Alida Pereyra: “En Francia, todo el tiempo me sentí invitada y desafiada a más”

Alida Pereyra: “En Francia, todo el tiempo me sentí invitada y desafiada a más”

La productora y guionista argentina, Alida Pereyra, comparte su experiencia de intercambio estudiantil en Angers, al oeste de Francia.

Alida Pereyra, productora y guionista argentina, realizó en 2011 un intercambio estudiantil en la Universidad Católica del Oeste, en Angers, al oeste de Francia. Durante 5 meses tuvo la posibilidad de vivir experiencias increíbles que supo traer en su regreso a Mendoza, su ciudad natal. Hoy, vuelca todos sus conocimientos para una reconocida empresa de animación con proyección internacional.

Un apetito por la experiencia francesa

El amor de Alida por Francia comenzó en la escuela secundaria donde ya estudiaba francés. Una vez terminada esa etapa sus ganas por seguir aprendiendo el idioma se hicieron más fuertes pero también la atracción por conocer el país de Molière. Es así que gracias al programa de becas de la Universidad Nacional de Cuyo, (Mendoza, Argentina) donde realizó sus estudios, ella logró concretar ese sueño.

Vivir la complejidad de estudiar en otro idioma

Durante su estancia en Angers, Alida tuvo la posibilidad de cursar materias de diferentes niveles lo que le permitió apreciar la calidad académica de la universidad. “Las materias del primer año fueron para mí muy introductorias. Eso me hizo sentir cómoda porque compartí el curso con los locales que también estaban empezando sus estudios”. Pero también hubo un ingrediente que marcó la diferencia: “En los cursos más avanzados, además de estudiar a autores conocidos, muchas veces son los profesores que explican sus propias teorías, sus propias investigaciones y eso es magnífico porque aprendes lo último en determinadas materias”. 

“No sentí una barrera con los franceses”

La integración suele ser un aspecto problemático cuando se llega a un país extranjero y, aún más si el idioma es otro. Por suerte, Alida no tuvo ese problema ya que nos cuenta que al viajar ya había realizado todos los cursos de francés en la Alianza Francesa de Mendoza, lo cual fue de extrema importancia porque conocía el idioma y eso facilitó mucho su integración. “Podía hablar con cualquiera. No sentí una barrera con los nativos franceses. Al contrario, me hice muy lindos amigos estando allá y nos divertimos un montón”, nos confiesa.

Alida Pereyra en su visita al Museo del Louvre de París
Alida Pereyra en su visita al Museo del Louvre de París

Para Alida, lo negativo de Francia fue…

Alida reflexiona un buen momento.
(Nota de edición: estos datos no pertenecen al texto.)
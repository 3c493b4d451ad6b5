//! Match result model: one completed round between two players.

use serde::{Deserialize, Serialize};

/// Which seat of a pairing a player occupied.
#[derive(Debug, Clone, Copy, PartialEq, Eq, Hash, Serialize, Deserialize)]
#[serde(rename_all = "snake_case")]
pub enum Seat {
    Player1,
    Player2,
}

impl Seat {
    /// The other seat in the same pairing.
    pub fn opponent(self) -> Self {
        match self {
            Seat::Player1 => Seat::Player2,
            Seat::Player2 => Seat::Player1,
        }
    }
}

/// Match outcome from one seat's perspective.
#[derive(Debug, Clone, Copy, PartialEq, Eq, Hash, Serialize, Deserialize)]
#[serde(rename_all = "lowercase")]
pub enum Outcome {
    Win,
    Loss,
    Draw,
}

impl std::fmt::Display for Outcome {
    fn fmt(&self, f: &mut std::fmt::Formatter<'_>) -> std::fmt::Result {
        match self {
            Outcome::Win => write!(f, "W"),
            Outcome::Loss => write!(f, "L"),
            Outcome::Draw => write!(f, "D"),
        }
    }
}

/// A single best-of-N round result as exported by the tournament software.
#[derive(Debug, Clone, PartialEq, Eq, Serialize, Deserialize)]
pub struct MatchResult {
    /// Round number (1-based)
    pub round: u32,

    /// Player 1 display name
    pub player1: String,

    /// Player 2 display name
    pub player2: String,

    /// Games won by player 1
    #[serde(default)]
    pub p1_wins: u32,

    /// Games won by player 2
    #[serde(default)]
    pub p2_wins: u32,
}

impl MatchResult {
    pub fn new(
        round: u32,
        player1: impl Into<String>,
        player2: impl Into<String>,
        p1_wins: u32,
        p2_wins: u32,
    ) -> Self {
        Self {
            round,
            player1: player1.into(),
            player2: player2.into(),
            p1_wins,
            p2_wins,
        }
    }

    /// Display name of the player in `seat`.
    pub fn player(&self, seat: Seat) -> &str {
        match seat {
            Seat::Player1 => &self.player1,
            Seat::Player2 => &self.player2,
        }
    }

    /// Games won by the player in `seat`.
    pub fn games_for(&self, seat: Seat) -> u32 {
        match seat {
            Seat::Player1 => self.p1_wins,
            Seat::Player2 => self.p2_wins,
        }
    }

    /// Match outcome for the player in `seat`.
    pub fn outcome_for(&self, seat: Seat) -> Outcome {
        let own = self.games_for(seat);
        let theirs = self.games_for(seat.opponent());
        match own.cmp(&theirs) {
            std::cmp::Ordering::Greater => Outcome::Win,
            std::cmp::Ordering::Less => Outcome::Loss,
            std::cmp::Ordering::Equal => Outcome::Draw,
        }
    }
}
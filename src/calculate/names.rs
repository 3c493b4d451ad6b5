//! Player name normalization and the player → decklist index.

use std::collections::HashMap;

use serde::Serialize;
use tracing::warn;

use crate::models::Decklist;

/// Canonical form of a player's display name.
///
/// Handles both "First Last" and "Last, First" exports: a name containing a
/// comma is reordered using its first two comma-separated segments (anything
/// after the second comma is dropped). The result is lower-cased with
/// whitespace runs collapsed to single spaces.
pub fn normalize_player_name(name: &str) -> String {
    let name = name.trim();
    if name.is_empty() {
        return String::new();
    }

    let reordered;
    let name = if name.contains(',') {
        let parts: Vec<&str> = name.split(',').map(str::trim).collect();
        reordered = format!("{} {}", parts[1], parts[0]);
        reordered.as_str()
    } else {
        name
    };

    name.to_lowercase()
        .split_whitespace()
        .collect::<Vec<_>>()
        .join(" ")
}

/// Whether two display names refer to the same player.
pub fn same_player(a: &str, b: &str) -> bool {
    normalize_player_name(a) == normalize_player_name(b)
}

/// A decklist entry as seen through the index.
#[derive(Debug, Clone, PartialEq, Eq, Serialize)]
pub struct IndexedPlayer {
    /// Display name from the decklist
    pub player: String,

    /// Archetype from the decklist
    pub archetype: String,

    /// Position of the decklist in the loaded collection
    pub position: usize,
}

/// Two decklists whose players normalize to the same identity.
#[derive(Debug, Clone, PartialEq, Eq, Serialize)]
pub struct DuplicatePlayer {
    pub normalized: String,
    /// The decklist that was indexed
    pub kept: IndexedPlayer,
    /// The decklist that was ignored
    pub ignored: IndexedPlayer,
}

/// Normalized player name → decklist, built once per dataset.
#[derive(Debug, Clone, Default)]
pub struct PlayerIndex {
    players: HashMap<String, IndexedPlayer>,
    duplicates: Vec<DuplicatePlayer>,
}

impl PlayerIndex {
    /// Index decklists in order. When two lists normalize to the same player
    /// the first one is kept and the collision is recorded.
    pub fn build(decklists: &[Decklist]) -> Self {
        let mut players: HashMap<String, IndexedPlayer> = HashMap::new();
        let mut duplicates = Vec::new();

        for (position, deck) in decklists.iter().enumerate() {
            let normalized = normalize_player_name(&deck.player);
            if normalized.is_empty() {
                warn!("Decklist at position {} has no player name", position);
                continue;
            }

            let entry = IndexedPlayer {
                player: deck.player.clone(),
                archetype: deck.archetype.clone(),
                position,
            };

            match players.get(&normalized) {
                Some(existing) => {
                    warn!(
                        "Duplicate decklist for player '{}' ({} and {}), keeping the first",
                        normalized, existing.archetype, entry.archetype
                    );
                    duplicates.push(DuplicatePlayer {
                        normalized,
                        kept: existing.clone(),
                        ignored: entry,
                    });
                }
                None => {
                    players.insert(normalized, entry);
                }
            }
        }

        Self {
            players,
            duplicates,
        }
    }

    /// Look up a player by any display form of their name.
    pub fn get(&self, name: &str) -> Option<&IndexedPlayer> {
        self.players.get(&normalize_player_name(name))
    }

    /// Look up by an already-normalized name.
    pub fn get_normalized(&self, normalized: &str) -> Option<&IndexedPlayer> {
        self.players.get(normalized)
    }

    /// Archetype of a player, if they have a decklist.
    pub fn archetype_of(&self, name: &str) -> Option<&str> {
        self.get(name).map(|p| p.archetype.as_str())
    }

    /// The decklist of a player.
    pub fn decklist<'a>(&self, decklists: &'a [Decklist], name: &str) -> Option<&'a Decklist> {
        self.get(name).and_then(|p| decklists.get(p.position))
    }

    /// Indexed players ordered by their position in the collection.
    pub fn players(&self) -> Vec<&IndexedPlayer> {
        let mut players: Vec<_> = self.players.values().collect();
        players.sort_by_key(|p| p.position);
        players
    }

    /// Duplicate-player collisions found while building.
    pub fn duplicates(&self) -> &[DuplicatePlayer] {
        &self.duplicates
    }

    pub fn len(&self) -> usize {
        self.players.len()
    }

    pub fn is_empty(&self) -> bool {
        self.players.is_empty()
    }
}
Para ella, las cosas negativas de Francia fueron anecdóticas y muy pocas, es por eso que vivió tan bien su experiencia. “Quizás el hermetismo francés. Ví que no siempre había una predisposición de entenderte o ayudarte”, nos dice admitiendo que no lo vivió personalmente pero sí lo vió en otros. Un hermetismo que ella admite que existe en el común de los franceses, sobre todo hacia quienes no manejan demasiado la lengua o desconocen la cultura francesa.

La cultura y el acompañamiento estudiantil, el fuerte de Francia

¿Por qué viajar a Francia para realizar sus estudios? Para Alida Pereyra lo más impresionante es la cultura del país galo. Ella hace hincapié no sólo en la cultura francesa en general sino al hecho de poder tocar, palpar obras que marcaron la historia. “Tener la posibilidad de conocer determinados castillos o edificios que fueron afectados por la Segunda Guerra… ver en directo las cosas que uno estudió en un momento fue algo que me voló la cabeza”, comenta Alida como si estuviera repitiendo su propia vivencia.

Finalmente, ella destaca la preparación de Francia a la hora de recibir estudiantes internacionales y el seguimiento y orientación de cada uno de ellos.